Hélène Swarth (1859 – 1941) doet qua temperament nauwelijks onder voor J.C. Bloem. Neem haar Tranenwolken: En grijs verrijzen boven steenen steden / Veel doffe wolken die al ’t blauw bedekken. / O zijn die dropplen, klettrend naar beneden, / Tranen die uit Ellende’s ogen lekken? Dat kan Hanny Michaelis (1922 – 2007) ruim een halve eeuw later indringender en verfijnder. Zij schreef een vers over haar vertrek uit Amsterdam toen zij in de oorlog moest onderduiken, dat besluit met de regels: Terwijl ik de stationshal binnenvlucht, / valt er een druppel op mijn wang: het regent.
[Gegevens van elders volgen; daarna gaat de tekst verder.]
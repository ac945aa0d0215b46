//! Record shapes shared across sources, merge, and the API surface
//!
//! Partial records are the sparse per-source fragments produced by one
//! adapter call; canonical records are the fully merged outputs. Nullable
//! scalars serialize as `null` (never omitted) so downstream consumers see
//! a stable shape.

use serde::{Deserialize, Serialize};
use std::collections::BTreeMap;

/// Upstream metadata providers
#[derive(Debug, Clone, Copy, PartialEq, Eq, Hash, Serialize, Deserialize)]
#[serde(rename_all = "snake_case")]
pub enum Source {
    OpenLibrary,
    GoogleBooks,
    Goodreads,
    Tmdb,
}

impl Source {
    /// Lowercase tag used in cache keys, `_meta` blocks, and logs
    pub fn as_str(&self) -> &'static str {
        match self {
            Source::OpenLibrary => "open_library",
            Source::GoogleBooks => "google_books",
            Source::Goodreads => "goodreads",
            Source::Tmdb => "tmdb",
        }
    }

    /// All book providers, in global priority order (highest first)
    pub const BOOK_SOURCES: [Source; 3] =
        [Source::Goodreads, Source::GoogleBooks, Source::OpenLibrary];
}

impl std::fmt::Display for Source {
    fn fmt(&self, f: &mut std::fmt::Formatter<'_>) -> std::fmt::Result {
        f.write_str(self.as_str())
    }
}

/// A rating as reported by one source
#[derive(Debug, Clone, PartialEq, Serialize, Deserialize)]
pub struct SourceRating {
    pub source: Source,
    /// Average rating on the source's native scale
    pub average: f64,
    /// Number of ratings behind the average, when reported
    pub count: Option<u64>,
}

/// Series membership for a book
#[derive(Debug, Clone, PartialEq, Serialize, Deserialize)]
pub struct SeriesInfo {
    pub name: String,
    /// 1-based position within the series, when known
    pub position: Option<f32>,
}

/// Single-source, possibly-incomplete book metadata fragment.
///
/// Created and owned by the adapter call that produced it; never mutated
/// after construction; consumed by value in the merge engine.
#[derive(Debug, Clone, Serialize, Deserialize)]
pub struct BookPartial {
    pub source: Source,
    pub title: Option<String>,
    pub authors: Vec<String>,
    pub isbn_10: Option<String>,
    pub isbn_13: Option<String>,
    pub description: Option<String>,
    pub publisher: Option<String>,
    pub publish_year: Option<i32>,
    pub page_count: Option<u32>,
    pub genres: Vec<String>,
    pub subjects: Vec<String>,
    pub language: Option<String>,
    pub cover_url: Option<String>,
    pub rating: Option<SourceRating>,
    pub series: Option<SeriesInfo>,
    /// Provider-native identifier (OLID, volume id, Goodreads work id)
    pub identifier: Option<String>,
    pub source_url: Option<String>,
}

impl BookPartial {
    /// Empty fragment attributed to `source`
    pub fn new(source: Source) -> Self {
        Self {
            source,
            title: None,
            authors: Vec::new(),
            isbn_10: None,
            isbn_13: None,
            description: None,
            publisher: None,
            publish_year: None,
            page_count: None,
            genres: Vec::new(),
            subjects: Vec::new(),
            language: None,
            cover_url: None,
            rating: None,
            series: None,
            identifier: None,
            source_url: None,
        }
    }
}

/// Confidence tier summarizing how much corroborating data backed a result
#[derive(Debug, Clone, Copy, PartialEq, Eq, Serialize, Deserialize)]
#[serde(rename_all = "lowercase")]
pub enum ConfidenceTier {
    High,
    Medium,
    Low,
}

/// Provenance and quality metadata attached to every canonical record
#[derive(Debug, Clone, Serialize, Deserialize)]
pub struct RecordMeta {
    /// Every source the lookup queried (superset of `sources_failed`)
    pub sources_queried: Vec<Source>,
    /// Sources that failed or produced no acceptable match
    pub sources_failed: Vec<Source>,
    /// Highest-priority source that contributed
    pub primary_source: Source,
    pub confidence: ConfidenceTier,
    /// True when the answer was served without any upstream call
    pub cached: bool,
    /// ISO-8601 resolution timestamp
    pub resolved_at: String,
}

/// Fully merged, canonical book record
#[derive(Debug, Clone, Serialize, Deserialize)]
pub struct BookRecord {
    pub title: String,
    pub authors: Vec<String>,
    pub isbn_10: Option<String>,
    pub isbn_13: Option<String>,
    pub description: Option<String>,
    pub publisher: Option<String>,
    pub publish_year: Option<i32>,
    pub page_count: Option<u32>,
    pub genres: Vec<String>,
    pub subjects: Vec<String>,
    pub language: Option<String>,
    pub cover_url: Option<String>,
    pub series: Option<SeriesInfo>,
    pub ratings: Vec<SourceRating>,
    /// Provider-native identifier per known book source (`null` where absent)
    pub identifiers: BTreeMap<String, Option<String>>,
    /// Source page URL per known book source (`null` where absent)
    pub source_urls: BTreeMap<String, Option<String>>,
    #[serde(rename = "_meta")]
    pub meta: RecordMeta,
}

/// Collection (film series) membership for a movie
#[derive(Debug, Clone, Serialize, Deserialize)]
pub struct CollectionInfo {
    pub name: String,
    /// 1-based ordinal by release date within the collection;
    /// `null` when the queried title is undated or absent
    pub position: Option<u32>,
}

/// Watch availability for one region, partitioned by acquisition model
#[derive(Debug, Clone, Default, Serialize, Deserialize)]
pub struct ProviderBuckets {
    pub stream: Vec<String>,
    pub rent: Vec<String>,
    pub buy: Vec<String>,
}

/// Canonical movie record (single authoritative source)
#[derive(Debug, Clone, Serialize, Deserialize)]
pub struct MovieRecord {
    pub title: String,
    pub original_title: Option<String>,
    pub year: Option<i32>,
    pub release_date: Option<String>,
    pub runtime_minutes: Option<u32>,
    pub overview: Option<String>,
    pub genres: Vec<String>,
    /// First credited director (full list in `directors`)
    pub director: Option<String>,
    pub directors: Vec<String>,
    pub cast: Vec<String>,
    pub collection: Option<CollectionInfo>,
    pub rating: Option<SourceRating>,
    pub poster_url: Option<String>,
    pub watch_providers: BTreeMap<String, ProviderBuckets>,
    pub tmdb_id: u64,
    pub imdb_id: Option<String>,
    pub source_url: Option<String>,
    #[serde(rename = "_meta")]
    pub meta: RecordMeta,
}

/// One episode of a TV season
#[derive(Debug, Clone, Serialize, Deserialize)]
pub struct EpisodeInfo {
    pub episode_number: u32,
    pub name: Option<String>,
    pub air_date: Option<String>,
    pub overview: Option<String>,
    pub runtime_minutes: Option<u32>,
}

/// One season of a TV show
#[derive(Debug, Clone, Serialize, Deserialize)]
pub struct SeasonInfo {
    pub season_number: u32,
    pub name: Option<String>,
    pub air_date: Option<String>,
    pub episode_count: Option<u32>,
    pub overview: Option<String>,
    /// Populated only when episode detail was requested
    pub episodes: Option<Vec<EpisodeInfo>>,
}

/// Canonical TV show record (single authoritative source)
#[derive(Debug, Clone, Serialize, Deserialize)]
pub struct TvRecord {
    pub title: String,
    pub original_title: Option<String>,
    pub first_air_year: Option<i32>,
    pub first_air_date: Option<String>,
    pub last_air_date: Option<String>,
    /// Upstream status string ("Returning Series", "Ended", ...)
    pub status: Option<String>,
    pub in_production: bool,
    pub number_of_seasons: Option<u32>,
    pub number_of_episodes: Option<u32>,
    pub overview: Option<String>,
    pub genres: Vec<String>,
    pub creators: Vec<String>,
    pub networks: Vec<String>,
    pub rating: Option<SourceRating>,
    pub poster_url: Option<String>,
    /// Populated only when season detail was requested
    pub seasons: Option<Vec<SeasonInfo>>,
    pub watch_providers: BTreeMap<String, ProviderBuckets>,
    pub tmdb_id: u64,
    pub source_url: Option<String>,
    #[serde(rename = "_meta")]
    pub meta: RecordMeta,
}

/// Book lookup query
#[derive(Debug, Clone, Serialize, Deserialize)]
pub struct BookQuery {
    pub title: String,
    pub author: Option<String>,
    pub isbn: Option<String>,
    /// Restrict the lookup to these sources (default: all enabled)
    pub sources: Option<Vec<Source>>,
}

/// Movie lookup query
#[derive(Debug, Clone, Serialize, Deserialize)]
pub struct MovieQuery {
    pub title: String,
    pub year: Option<i32>,
    pub tmdb_id: Option<u64>,
}

/// TV lookup query
#[derive(Debug, Clone, Serialize, Deserialize)]
pub struct TvQuery {
    pub title: String,
    pub year: Option<i32>,
    pub tmdb_id: Option<u64>,
    #[serde(default)]
    pub include_seasons: bool,
    #[serde(default)]
    pub include_episodes: bool,
    /// Include season 0 ("specials"); excluded by default
    #[serde(default)]
    pub include_specials: bool,
}

/// Deduplicate case-insensitively while preserving first-seen order
pub fn dedupe_preserving_order(values: impl IntoIterator<Item = String>) -> Vec<String> {
    let mut seen = std::collections::HashSet::new();
    let mut out = Vec::new();
    for value in values {
        let folded = value.to_lowercase();
        if seen.insert(folded) {
            out.push(value);
        }
    }
    out
}

#[cfg(test)]
mod tests {
    use super::*;

    #[test]
    fn source_tags_are_lowercase_snake() {
        assert_eq!(Source::OpenLibrary.as_str(), "open_library");
        assert_eq!(Source::GoogleBooks.as_str(), "google_books");
        assert_eq!(Source::Tmdb.as_str(), "tmdb");
    }

    #[test]
    fn dedupe_is_case_insensitive_and_order_preserving() {
        let deduped = dedupe_preserving_order(vec![
            "Fantasy".to_string(),
            "fantasy".to_string(),
            "Epic Fantasy".to_string(),
            "FANTASY".to_string(),
        ]);
        assert_eq!(deduped, vec!["Fantasy", "Epic Fantasy"]);
    }

    #[test]
    fn absent_scalars_serialize_as_null() {
        let partial = BookPartial::new(Source::OpenLibrary);
        let json = serde_json::to_value(&partial).unwrap();
        assert!(json.get("isbn_13").unwrap().is_null());
        assert!(json.get("page_count").unwrap().is_null());
    }

    #[test]
    fn confidence_tier_serializes_lowercase() {
        assert_eq!(
            serde_json::to_string(&ConfidenceTier::High).unwrap(),
            "\"high\""
        );
    }
}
Dat regenwolken niet alleen de zon verbergen, maar ons ook de toegang tot onze herinneringen ontzeggen, beschrijft Georgine Sanders (1921 – 2015) in haar gedicht Variaties op regen: Regen striemt in vlagen tegen het raam. Het laat / te weinig voor herinnering, ik ben / doordrongen van geluid, maar waar bestaat / nog wie ik was, hierin? Want ik herken // mij niet in wat ik hoor. Dat regen die uitblijft of alleen maar dreigt daar ook voor kan zorgen, beschrijft Albertina Soepboer (1969) in Het geluid van regen: rustig heb ik de bladeren verzameld, geveegd / naar de regels die vaag naar klei ruiken, daar / lagen ze lang in de holle geluiden van de regen / of op de maanhandwasdagen van mijn oma’s // toen heb ik gevraagd of het kon zonder huilen / zonder dingen die uit moeten en opgaan, maar / de regen kwam niet, niets was er om in te zijn / dan een milde duisternis in mijn eigen handen
In juli 2021 veroorzaakte langdurige regen overstromingen in de wijde omgeving van het drielandenpunt. In Duitsland vielen honderdtachtig doden, België betreurde er ruim veertig en ook Limburg hield het niet droog. Dichter des Vaderlands Lieke Marsman (1990) probeert de moed erin te houden en schrijft in het gedicht Staartdeling: Dat is hoe helen begint. / Op een dag loop je het moeras in / dat aan het opdrogen is. / Als een insect in de modder die uithardt, / een fossiel in wording, / je stofhoest een zucht. / Geduldig zul je wachten. / Eeuwenlang wacht je. / Heel voorzichtig / zal een nieuwe regen je wassen.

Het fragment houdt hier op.